— Data to examine —

//! Device bridges
//!
//! Both platforms implement [`PlatformAdapter`]. The variants share no implementation:
//! enumeration, capture and input all work differently on each bridge. Callers pick the
//! variant with [`Platform`] at the call boundary.

pub mod android;
pub mod ios;

pub use android::AndroidAdapter;
pub use ios::IosAdapter;

use crate::error::{MobileError, Result};
use crate::ui::UiElement;
use async_trait::async_trait;
use schemars::JsonSchema;
use serde::{Deserialize, Serialize};
use std::fmt;
use std::str::FromStr;

/// Target platform
#[derive(Debug, Clone, Copy, PartialEq, Eq, Hash, Serialize, Deserialize, JsonSchema)]
#[serde(rename_all = "lowercase")]
pub enum Platform {
    Android,
    Ios,
}

impl fmt::Display for Platform {
    fn fmt(&self, f: &mut fmt::Formatter<'_>) -> fmt::Result {
        match self {
            Platform::Android => write!(f, "android"),
            Platform::Ios => write!(f, "ios"),
        }
    }
}

impl FromStr for Platform {
    type Err = MobileError;

    fn from_str(s: &str) -> Result<Self> {
        match s.trim().to_ascii_lowercase().as_str() {
            "android" => Ok(Platform::Android),
            "ios" => Ok(Platform::Ios),
            other => Err(MobileError::InvalidArgument(format!(
                "Unknown platform '{}', expected 'android' or 'ios'",
                other
            ))),
        }
    }
}

/// A device or simulator reported by a bridge
///
/// `status` is whatever the bridge reports ("device", "booted", "unauthorized", ...).
#[derive(Debug, Clone, Serialize, Deserialize, PartialEq, Eq)]
pub struct Device {
    pub id: String,
    pub name: String,
    pub platform: Platform,
    pub status: String,
}

impl Device {
    pub fn new(
        id: impl Into<String>,
        name: impl Into<String>,
        platform: Platform,
        status: impl Into<String>,
    ) -> Self {
        Self {
            id: id.into(),
            name: name.into(),
            platform,
            status: status.into(),
        }
    }
}

#[derive(Debug, Clone, Copy, Serialize, Deserialize, PartialEq, Eq)]
#[serde(rename_all = "lowercase")]
pub enum Orientation {
    Portrait,
    Landscape,
}

/// Screen dimensions and density
#[derive(Debug, Clone, Copy, Serialize, Deserialize, PartialEq)]
pub struct ScreenInfo {
    pub width: u32,
    pub height: u32,
    pub density: f64,
    pub orientation: Orientation,
}

impl ScreenInfo {
    /// Orientation is derived: wider than tall means landscape
    pub fn new(width: u32, height: u32, density: f64) -> Self {
        let orientation = if width > height {
            Orientation::Landscape
        } else {
            Orientation::Portrait
        };
        Self {
            width,
            height,
            density,
            orientation,
        }
    }
}

/// Capability set shared by every platform bridge
#[async_trait]
pub trait PlatformAdapter: Send + Sync {
    fn platform(&self) -> Platform;

    /// Enumerate devices; never cached
    async fn list_devices(&self) -> Result<Vec<Device>>;

    /// First device in a usable state, in enumeration order
    async fn get_first_device_id(&self) -> Result<String>;

    /// Raw screenshot bytes (PNG) at native resolution
    async fn screenshot(&self, device_id: &str) -> Result<Vec<u8>>;

    async fn get_screen_info(&self, device_id: &str) -> Result<ScreenInfo>;

    /// Flattened UI tree in traversal order
    async fn get_ui_tree(&self, device_id: &str) -> Result<Vec<UiElement>>;

    async fn tap(&self, device_id: &str, x: i32, y: i32) -> Result<()>;

    async fn double_tap(&self, device_id: &str, x: i32, y: i32) -> Result<()>;

    async fn long_press(&self, device_id: &str, x: i32, y: i32, duration_ms: u64) -> Result<()>;

    async fn swipe(
        &self,
        device_id: &str,
        from: (i32, i32),
        to: (i32, i32),
        duration_ms: u64,
    ) -> Result<()>;

    async fn type_text(&self, device_id: &str, text: &str) -> Result<()>;

    /// Press a symbolic key ("home", "back", "enter", ...)
    async fn press_key(&self, device_id: &str, key: &str) -> Result<()>;

    /// Launch an app by package name or bundle identifier
    async fn launch_app(&self, device_id: &str, app_id: &str) -> Result<()>;

    async fn open_url(&self, device_id: &str, url: &str) -> Result<()>;
}

/// Use the given device id, or fall back to the first usable device
///
/// Holds no state, so concurrent calls for different platforms are independent.
pub async fn resolve_device(adapter: &dyn PlatformAdapter, device_id: Option<&str>) -> Result<String> {
    match device_id.map(str::trim).filter(|id| !id.is_empty()) {
        Some(id) => Ok(id.to_string()),
        None => adapter.get_first_device_id().await,
    }
}

/// First device whose status matches the earliest entry of `preferred`
///
/// Statuses are tried in preference order; within one status enumeration order wins.
pub fn first_usable<'a>(devices: &'a [Device], preferred: &[&str]) -> Option<&'a Device> {
    preferred.iter().find_map(|status| {
        devices
            .iter()
            .find(|device| device.status.eq_ignore_ascii_case(status))
    })
}

/// Sorted, comma separated key names for error messages
pub(crate) fn supported_keys<'a>(names: impl Iterator<Item = &'a str>) -> String {
    let mut names: Vec<&str> = names.collect();
    names.sort_unstable();
    names.join(", ")
}
use crate::error::Result;
use crate::observe::{ElementQuery, ObservationResult, ObserveMode, find_elements};
use crate::tools::{CaptureTiming, DeviceParams, Tool, ToolContext, ToolResult};
use crate::ui::filter_elements;
use schemars::JsonSchema;
use serde::{Deserialize, Serialize};

/// Tool for capturing a compressed screenshot
#[derive(Default)]
pub struct ScreenshotTool;

#[async_trait::async_trait]
impl Tool for ScreenshotTool {
    type Params = DeviceParams;

    fn name(&self) -> &str {
        "mobile_screenshot"
    }

    fn description(&self) -> &str {
        "Capture the device screen as a downscaled JPEG"
    }

    async fn execute_typed(&self, params: DeviceParams, context: &ToolContext<'_>) -> Result<ToolResult> {
        let (adapter, device_id) = context.target(&params).await?;
        let raw = adapter.screenshot(&device_id).await?;
        let compressor = context.session.compressor();
        let screenshot = compressor.compress(&raw)?;

        Ok(ToolResult::success_with(serde_json::json!({
            "deviceId": device_id,
            "width": screenshot.width,
            "height": screenshot.height,
            "mimeType": compressor.mime_type(),
        }))
        .with_observation(Some(ObservationResult {
            ui_tree: None,
            screenshot: Some(screenshot),
        })))
    }
}

#[derive(Debug, Clone, Serialize, Deserialize, JsonSchema)]
#[serde(rename_all = "camelCase")]
pub struct UiTreeParams {
    #[serde(flatten)]
    pub device: DeviceParams,

    /// Keep decorative elements without text that are not clickable (default: false)
    #[serde(default)]
    pub include_all: bool,
}

/// Tool for reading the flattened UI tree
#[derive(Default)]
pub struct UiTreeTool;

#[async_trait::async_trait]
impl Tool for UiTreeTool {
    type Params = UiTreeParams;

    fn name(&self) -> &str {
        "mobile_ui_tree"
    }

    fn description(&self) -> &str {
        "Get the on-screen UI elements with type, text, bounds, center and clickability"
    }

    async fn execute_typed(&self, params: UiTreeParams, context: &ToolContext<'_>) -> Result<ToolResult> {
        let (adapter, device_id) = context.target(&params.device).await?;
        let elements = filter_elements(adapter.get_ui_tree(&device_id).await?, params.include_all);

        Ok(ToolResult::success_with(serde_json::json!({
            "deviceId": device_id,
            "count": elements.len(),
            "elements": elements,
        })))
    }
}

#[derive(Debug, Clone, Serialize, Deserialize, JsonSchema)]
#[serde(rename_all = "camelCase")]
pub struct FindElementsParams {
    #[serde(flatten)]
    pub device: DeviceParams,

    #[serde(flatten)]
    pub query: ElementQuery,
}

/// Tool for searching the current UI tree
#[derive(Default)]
pub struct FindElementsTool;

#[async_trait::async_trait]
impl Tool for FindElementsTool {
    type Params = FindElementsParams;

    fn name(&self) -> &str {
        "mobile_find_elements"
    }

    fn description(&self) -> &str {
        "Find elements on the current screen by text, text fragment, resource id or type"
    }

    async fn execute_typed(&self, params: FindElementsParams, context: &ToolContext<'_>) -> Result<ToolResult> {
        params.query.validate()?;
        let (adapter, device_id) = context.target(&params.device).await?;
        let elements = adapter.get_ui_tree(&device_id).await?;
        let found = find_elements(&elements, &params.query);

        Ok(ToolResult::success_with(serde_json::json!({
            "deviceId": device_id,
            "query": params.query.describe(),
            "count": found.len(),
            "elements": found,
        })))
    }
}

fn default_mode() -> ObserveMode {
    ObserveMode::Both
}

#[derive(Debug, Clone, Serialize, Deserialize, JsonSchema)]
#[serde(rename_all = "camelCase")]
pub struct ObserveToolParams {
    #[serde(flatten)]
    pub device: DeviceParams,

    /// What to capture: ui_tree, screenshot or both (default: both)
    #[serde(default = "default_mode")]
    pub mode: ObserveMode,

    #[serde(flatten)]
    pub timing: CaptureTiming,
}

/// Tool for a standalone observation
#[derive(Default)]
pub struct ObserveTool;

#[async_trait::async_trait]
impl Tool for ObserveTool {
    type Params = ObserveToolParams;

    fn name(&self) -> &str {
        "mobile_observe"
    }

    fn description(&self) -> &str {
        "Capture the UI tree and/or a screenshot, optionally waiting for the screen to settle first"
    }

    async fn execute_typed(&self, params: ObserveToolParams, context: &ToolContext<'_>) -> Result<ToolResult> {
        let (_, device_id) = context.target(&params.device).await?;
        let options = params
            .timing
            .to_options(params.mode, params.device.platform, &device_id);
        let observation = context.session.observe(&options).await?;

        Ok(ToolResult::success_with(serde_json::json!({
            "deviceId": device_id,
            "mode": params.mode,
        }))
        .with_observation(observation))
    }
}
//! MCP (Model Context Protocol) server for device automation
//!
//! Each MCP tool forwards to the tool of the same name in the session's registry.
//! Screenshots captured along the way are returned as image content next to the JSON result.

pub mod handler;
pub use handler::MobileServer;

use crate::error::MobileError;
use crate::tools::ToolResult as InternalToolResult;
use crate::tools::{
    DeviceParams,
    app::{LaunchAppParams, OpenUrlParams},
    capture::{FindElementsParams, ObserveToolParams, UiTreeParams},
    devices::ListDevicesParams,
    gesture::{LongPressParams, SwipeParams, TapParams},
    input::{PressKeyParams, TypeTextParams},
    wait::{TapElementParams, WaitForElementParams},
};
use rmcp::{
    ErrorData as McpError,
    handler::server::wrapper::Parameters,
    model::{CallToolResult, Content},
    tool, tool_router,
};
use serde::Serialize;

/// Map a library error to an MCP error; bad input is reported as invalid params
fn convert_error(err: MobileError) -> McpError {
    match err {
        MobileError::InvalidArgument(_)
        | MobileError::UnknownKey { .. }
        | MobileError::ToolNotFound(_)
        | MobileError::Json(_) => McpError::invalid_params(err.to_string(), None),
        other => McpError::internal_error(other.to_string(), None),
    }
}

/// Convert internal ToolResult to MCP CallToolResult
fn convert_result(result: InternalToolResult, mime_type: &str) -> Result<CallToolResult, McpError> {
    let mut body = result.data;
    let mut images = Vec::new();

    if let Some(observation) = result.observation {
        if let Some(tree) = observation.ui_tree {
            body["uiTree"] = serde_json::to_value(tree).map_err(|e| McpError::internal_error(e.to_string(), None))?;
        }
        if let Some(screenshot) = observation.screenshot {
            body["screenshot"] = serde_json::json!({
                "width": screenshot.width,
                "height": screenshot.height,
                "mimeType": mime_type,
            });
            images.push(Content::image(screenshot.base64, mime_type.to_string()));
        }
    }

    let text = serde_json::to_string_pretty(&body).unwrap_or_else(|_| body.to_string());
    let mut content = vec![Content::text(text)];
    content.extend(images);
    Ok(CallToolResult::success(content))
}

impl MobileServer {
    async fn call(&self, name: &str, params: impl Serialize) -> Result<CallToolResult, McpError> {
        let session = self.session();
        let params = serde_json::to_value(params).map_err(|e| McpError::invalid_params(e.to_string(), None))?;

        let result = session.execute_tool(name, params).await.map_err(|e| {
            log::warn!("{} failed: {}", name, e);
            convert_error(e)
        })?;

        convert_result(result, session.compressor().mime_type())
    }
}

#[tool_router]
impl MobileServer {
    #[tool(description = "List connected Android devices/emulators and iOS simulators/devices")]
    async fn mobile_list_devices(&self, params: Parameters<ListDevicesParams>) -> Result<CallToolResult, McpError> {
        self.call("mobile_list_devices", params.0).await
    }

    #[tool(description = "Get screen width, height, density and orientation")]
    async fn mobile_screen_info(&self, params: Parameters<DeviceParams>) -> Result<CallToolResult, McpError> {
        self.call("mobile_screen_info", params.0).await
    }

    #[tool(description = "Capture the screen as a downscaled JPEG image")]
    async fn mobile_screenshot(&self, params: Parameters<DeviceParams>) -> Result<CallToolResult, McpError> {
        self.call("mobile_screenshot", params.0).await
    }

    #[tool(description = "List on-screen UI elements with type, text, bounds, center coordinates and clickability")]
    async fn mobile_ui_tree(&self, params: Parameters<UiTreeParams>) -> Result<CallToolResult, McpError> {
        self.call("mobile_ui_tree", params.0).await
    }

    #[tool(description = "Find elements on the current screen by text, text fragment, resource id or type")]
    async fn mobile_find_elements(&self, params: Parameters<FindElementsParams>) -> Result<CallToolResult, McpError> {
        self.call("mobile_find_elements", params.0).await
    }

    #[tool(description = "Tap at screen coordinates")]
    async fn mobile_tap(&self, params: Parameters<TapParams>) -> Result<CallToolResult, McpError> {
        self.call("mobile_tap", params.0).await
    }

    #[tool(description = "Double tap at screen coordinates")]
    async fn mobile_double_tap(&self, params: Parameters<TapParams>) -> Result<CallToolResult, McpError> {
        self.call("mobile_double_tap", params.0).await
    }

    #[tool(description = "Press and hold at screen coordinates")]
    async fn mobile_long_press(&self, params: Parameters<LongPressParams>) -> Result<CallToolResult, McpError> {
        self.call("mobile_long_press", params.0).await
    }

    #[tool(description = "Swipe between two points or in a direction (up, down, left, right)")]
    async fn mobile_swipe(&self, params: Parameters<SwipeParams>) -> Result<CallToolResult, McpError> {
        self.call("mobile_swipe", params.0).await
    }

    #[tool(description = "Type text into the focused input field")]
    async fn mobile_type_text(&self, params: Parameters<TypeTextParams>) -> Result<CallToolResult, McpError> {
        self.call("mobile_type_text", params.0).await
    }

    #[tool(description = "Press a named key such as home, back, enter or delete")]
    async fn mobile_press_key(&self, params: Parameters<PressKeyParams>) -> Result<CallToolResult, McpError> {
        self.call("mobile_press_key", params.0).await
    }

    #[tool(description = "Launch an installed app by package name or bundle id")]
    async fn mobile_launch_app(&self, params: Parameters<LaunchAppParams>) -> Result<CallToolResult, McpError> {
        self.call("mobile_launch_app", params.0).await
    }

    #[tool(description = "Open a URL or deep link")]
    async fn mobile_open_url(&self, params: Parameters<OpenUrlParams>) -> Result<CallToolResult, McpError> {
        self.call("mobile_open_url", params.0).await
    }

    #[tool(description = "Wait until an element matching the query appears on screen")]
    async fn mobile_wait_for_element(
        &self,
        params: Parameters<WaitForElementParams>,
    ) -> Result<CallToolResult, McpError> {
        self.call("mobile_wait_for_element", params.0).await
    }

    #[tool(description = "Wait for an element matching the query and tap its center")]
    async fn mobile_tap_element(&self, params: Parameters<TapElementParams>) -> Result<CallToolResult, McpError> {
        self.call("mobile_tap_element", params.0).await
    }

    #[tool(description = "Capture the UI tree and/or a screenshot, optionally after the screen settles")]
    async fn mobile_observe(&self, params: Parameters<ObserveToolParams>) -> Result<CallToolResult, McpError> {
        self.call("mobile_observe", params.0).await
    }
}

#[cfg(test)]
mod tests {
    use super::*;
    use crate::observe::ObservationResult;
    use crate::screenshot::Screenshot;

    #[test]
    fn test_input_errors_are_invalid_params() {
        let err = convert_error(MobileError::UnknownKey {
            key: "warp".to_string(),
            supported: "home".to_string(),
        });
        assert_eq!(err.code, rmcp::model::ErrorCode::INVALID_PARAMS);

        let err = convert_error(MobileError::TreeParse("empty".to_string()));
        assert_eq!(err.code, rmcp::model::ErrorCode::INTERNAL_ERROR);
    }

    #[test]
    fn test_screenshot_becomes_image_content() {
        let result = InternalToolResult::success_with(serde_json::json!({ "deviceId": "emulator-5554" }))
            .with_observation(Some(ObservationResult {
                ui_tree: Some(Vec::new()),
                screenshot: Some(Screenshot {
                    base64: "AAAA".to_string(),
                    width: 10,
                    height: 20,
                }),
            }));

        let converted = convert_result(result, "image/jpeg").unwrap();
        assert_eq!(converted.content.len(), 2);

        let text = converted.content[0].as_text().unwrap().text.clone();
        let body: serde_json::Value = serde_json::from_str(&text).unwrap();
        assert_eq!(body["screenshot"]["width"], 10);
        assert!(body["uiTree"].as_array().unwrap().is_empty());
        assert!(!text.contains("AAAA"));
    }
}
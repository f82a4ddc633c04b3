//! Canonical UI element model
//!
//! This module provides the platform independent view of a screen:
//! - UiElement: one element of a flattened UI tree
//! - filter_elements: noise reduction applied before returning trees
//! - hierarchy: flattening of the Android accessibility dump

pub mod element;
pub mod filter;
pub mod hierarchy;

pub use element::{Bounds, UiElement};
pub use filter::filter_elements;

— Exercise prompt —
From the data above, pick out each line containing "resource" and copy it.

— Answer to this task —
        "Find elements on the current screen by text, text fragment, resource id or type"
    #[tool(description = "Find elements on the current screen by text, text fragment, resource id or type")]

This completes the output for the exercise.